Assignment:
The records follow. Print, word for word, the first line through the "use thiserror::Error;" line.

⁂

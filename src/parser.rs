//! This module provides the parser for textual Busy Beaver definitions, utilizing the `pest`
//! crate. The format has one rule per line, `STATE SYMBOL -> SYMBOL DIRECTION STATE`, and
//! `#` comment lines. Comment lines of the form `# Key: value` carry metadata.
//!
//! ```text
//! # Name: Busy Beaver 2 states
//! # Halt: H
//! A 0 -> 1 R B
//! A 1 -> 1 L B
//! B 0 -> 1 L A
//! B 1 -> 1 R H   # final step
//! ```

use crate::types::{
    Direction, State, Symbol, Transition, TuringMachine, BLANK_SYMBOL, MAX_PROGRAM_SIZE,
};
use pest::{iterators::Pair, Parser as PestParser};
use pest_derive::Parser as PestParser;
use std::collections::BTreeSet;
use std::fmt;
use thiserror::Error;

/// Derives a `PestParser` for the line grammar defined in `grammar.pest`.
#[derive(PestParser)]
#[grammar = "grammar.pest"]
pub struct BeaverParser;

/// A single problem found while parsing, tagged with its 1-based line number when known.
#[derive(Debug, Clone, PartialEq, Eq)]
pub struct ParseIssue {
    pub line: Option<usize>,
    pub message: String,
}

impl ParseIssue {
    pub fn new(message: impl Into<String>) -> Self {
        Self {
            line: None,
            message: message.into(),
        }
    }

    pub fn at(line: usize, message: impl Into<String>) -> Self {
        Self {
            line: Some(line),
            message: message.into(),
        }
    }
}

impl fmt::Display for ParseIssue {
    fn fmt(&self, f: &mut fmt::Formatter<'_>) -> fmt::Result {
        match self.line {
            Some(line) => write!(f, "Line {}: {}", line, self.message),
            None => f.write_str(&self.message),
        }
    }
}

impl std::error::Error for ParseIssue {}

/// Every issue found in a rejected definition.
#[derive(Debug, Clone, PartialEq, Eq, Error)]
#[error("Parse error:\n{}", format_issues(.issues))]
pub struct ParseError {
    pub issues: Vec<ParseIssue>,
}

impl From<ParseIssue> for ParseError {
    fn from(issue: ParseIssue) -> Self {
        Self {
            issues: vec![issue],
        }
    }
}

fn format_issues(issues: &[ParseIssue]) -> String {
    issues
        .iter()
        .map(ToString::to_string)
        .collect::<Vec<_>>()
        .join("\n")
}

/// Values declared in `# Key: value` lines.
///
/// Keys are case-insensitive; unknown keys are ignored.
#[derive(Debug, Clone, Default, PartialEq, Eq)]
pub struct Metadata {
    pub name: Option<String>,
    pub description: Option<String>,
    /// Declared number of states. Informational only.
    pub states: Option<usize>,
    /// Declared number of symbols. Informational only.
    pub symbols: Option<usize>,
    pub initial: Option<State>,
    pub halt: Option<Vec<State>>,
}

impl Metadata {
    fn apply(&mut self, key: &str, value: &str) -> Result<(), String> {
        let value = value.trim();

        match key.to_ascii_lowercase().as_str() {
            "name" => self.name = Some(value.to_string()),
            "description" => self.description = Some(value.to_string()),
            "states" => self.states = Some(parse_count("States", value)?),
            "symbols" => self.symbols = Some(parse_count("Symbols", value)?),
            "initial" => {
                if value.is_empty() {
                    return Err("Initial state must not be empty".to_string());
                }
                self.initial = Some(State::new(value));
            }
            "halt" => {
                let states: Vec<State> = value
                    .split(',')
                    .map(str::trim)
                    .filter(|s| !s.is_empty())
                    .map(State::new)
                    .collect();
                if states.is_empty() {
                    return Err("Halt must list at least one state".to_string());
                }
                self.halt = Some(states);
            }
            _ => {}
        }

        Ok(())
    }
}

fn parse_count(key: &str, value: &str) -> Result<usize, String> {
    value
        .parse::<usize>()
        .map_err(|_| format!("{key} must be a whole number, got \"{value}\""))
}

/// The content of one line.
enum Line<'a> {
    Empty,
    Metadata(&'a str, &'a str),
    Transition(Transition),
}

/// Parses a complete textual definition into a `TuringMachine`.
///
/// Every line is checked, and all failures are returned together. Missing metadata is
/// inferred from the rules: the initial state is the source state of the first rule, the
/// halt states are the states that only ever appear as targets, and the name counts the
/// active states. The alphabet is the set of symbols the rules use plus the blank.
///
/// # Arguments
///
/// * `input` - The text to parse, at most `MAX_PROGRAM_SIZE` bytes.
///
/// # Returns
///
/// * `Ok(TuringMachine)` if every line is well formed and at least one rule is present.
/// * `Err(ParseError)` listing every offending line otherwise.
pub fn parse(input: &str) -> Result<TuringMachine, ParseError> {
    if input.len() > MAX_PROGRAM_SIZE {
        return Err(ParseIssue::new(format!(
            "Definition is {} bytes, the limit is {MAX_PROGRAM_SIZE}",
            input.len()
        ))
        .into());
    }

    let mut rules = Vec::new();
    let mut metadata = Metadata::default();
    let mut issues = Vec::new();

    for (index, text) in input.lines().enumerate() {
        let number = index + 1;

        match parse_line(text) {
            Ok(Line::Empty) => {}
            Ok(Line::Metadata(key, value)) => {
                if let Err(message) = metadata.apply(key, value) {
                    issues.push(ParseIssue::at(number, message));
                }
            }
            Ok(Line::Transition(rule)) => rules.push(rule),
            Err(message) => issues.push(ParseIssue::at(number, message)),
        }
    }

    if !issues.is_empty() {
        return Err(ParseError { issues });
    }

    build_machine(rules, metadata)
}

/// Parses a single rule line such as `A 0 -> 1 R B`.
///
/// Blank, comment and metadata lines are rejected.
pub fn parse_rule(line: &str) -> Result<Transition, ParseIssue> {
    match parse_line(line) {
        Ok(Line::Transition(rule)) => Ok(rule),
        Ok(_) => Err(ParseIssue::new("Empty line or comment, expected a rule")),
        Err(message) => Err(ParseIssue::new(message)),
    }
}

/// Collects the metadata declared in `input`, skipping everything else.
pub fn parse_metadata(input: &str) -> Metadata {
    let mut metadata = Metadata::default();

    for text in input.lines() {
        if let Ok(Line::Metadata(key, value)) = parse_line(text) {
            // Malformed values are reported by `parse`.
            let _ = metadata.apply(key, value);
        }
    }

    metadata
}

fn parse_line(text: &str) -> Result<Line<'_>, String> {
    let pairs = BeaverParser::parse(Rule::line, text).map_err(|e| {
        format!(
            "Invalid rule \"{}\": {}. Expected \"STATE SYMBOL -> SYMBOL DIRECTION STATE\"",
            text.trim(),
            e.variant.message()
        )
    })?;

    // Rule: line > (metadata | comment | transition)? ~ EOI
    for pair in pairs.flat_map(|line| line.into_inner()) {
        match pair.as_rule() {
            Rule::metadata => {
                let mut inner = pair.into_inner();
                let key = inner.next().map_or("", |p| p.as_str());
                let value = inner.next().map_or("", |p| p.as_str());
                return Ok(Line::Metadata(key, value));
            }
            Rule::transition => return parse_transition(pair).map(Line::Transition),
            _ => {}
        }
    }

    Ok(Line::Empty)
}

/// Builds a `Transition` from a `Pair<Rule::transition>`.
fn parse_transition(pair: Pair<Rule>) -> Result<Transition, String> {
    let tokens: Vec<&str> = pair
        .into_inner()
        .filter(|p| p.as_rule() == Rule::token)
        .map(|p| p.as_str())
        .collect();

    let &[state, read, write, direction, next] = tokens.as_slice() else {
        return Err(format!("Expected 5 fields, found {}", tokens.len()));
    };

    Ok(Transition::new(
        state,
        parse_symbol(read)?,
        parse_symbol(write)?,
        direction.parse::<Direction>()?,
        next,
    ))
}

fn parse_symbol(token: &str) -> Result<Symbol, String> {
    token.parse::<Symbol>()
}

fn build_machine(rules: Vec<Transition>, metadata: Metadata) -> Result<TuringMachine, ParseError> {
    let Some(first) = rules.first() else {
        return Err(ParseIssue::new("No rules found").into());
    };

    let initial = metadata
        .initial
        .unwrap_or_else(|| first.current_state.clone());

    let halt_states: BTreeSet<State> = match metadata.halt {
        Some(states) => states.into_iter().collect(),
        None => infer_halt_states(&rules),
    };

    let alphabet: BTreeSet<Symbol> = rules
        .iter()
        .flat_map(|rule| [rule.read_symbol, rule.write_symbol])
        .chain(std::iter::once(BLANK_SYMBOL))
        .collect();

    let mut machine = TuringMachine::new("", rules, initial)
        .with_halt_states(halt_states)
        .with_alphabet(alphabet);

    machine.name = metadata
        .name
        .unwrap_or_else(|| format!("Busy Beaver {} states", machine.active_states().len()));
    machine.description = metadata.description;

    Ok(machine)
}

/// States that are entered by some rule but have no rules of their own.
pub fn infer_halt_states(rules: &[Transition]) -> BTreeSet<State> {
    let sources: BTreeSet<&State> = rules.iter().map(|rule| &rule.current_state).collect();

    rules
        .iter()
        .map(|rule| &rule.next_state)
        .filter(|state| !sources.contains(state))
        .cloned()
        .collect()
}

⁂

Exercise result:
filename src/parser.rs
//! This module provides the parser for textual Busy Beaver definitions, utilizing the `pest`
//! crate. The format has one rule per line, `STATE SYMBOL -> SYMBOL DIRECTION STATE`, and
//! `#` comment lines. Comment lines of the form `# Key: value` carry metadata.
//!
//! ```text
//! # Name: Busy Beaver 2 states
//! # Halt: H
//! A 0 -> 1 R B
//! A 1 -> 1 L B
//! B 0 -> 1 L A
//! B 1 -> 1 R H   # final step
//! ```

use crate::types::{
    Direction, State, Symbol, Transition, TuringMachine, BLANK_SYMBOL, MAX_PROGRAM_SIZE,
};
use pest::{iterators::Pair, Parser as PestParser};
use pest_derive::Parser as PestParser;
use std::collections::BTreeSet;
use std::fmt;
use thiserror::Error;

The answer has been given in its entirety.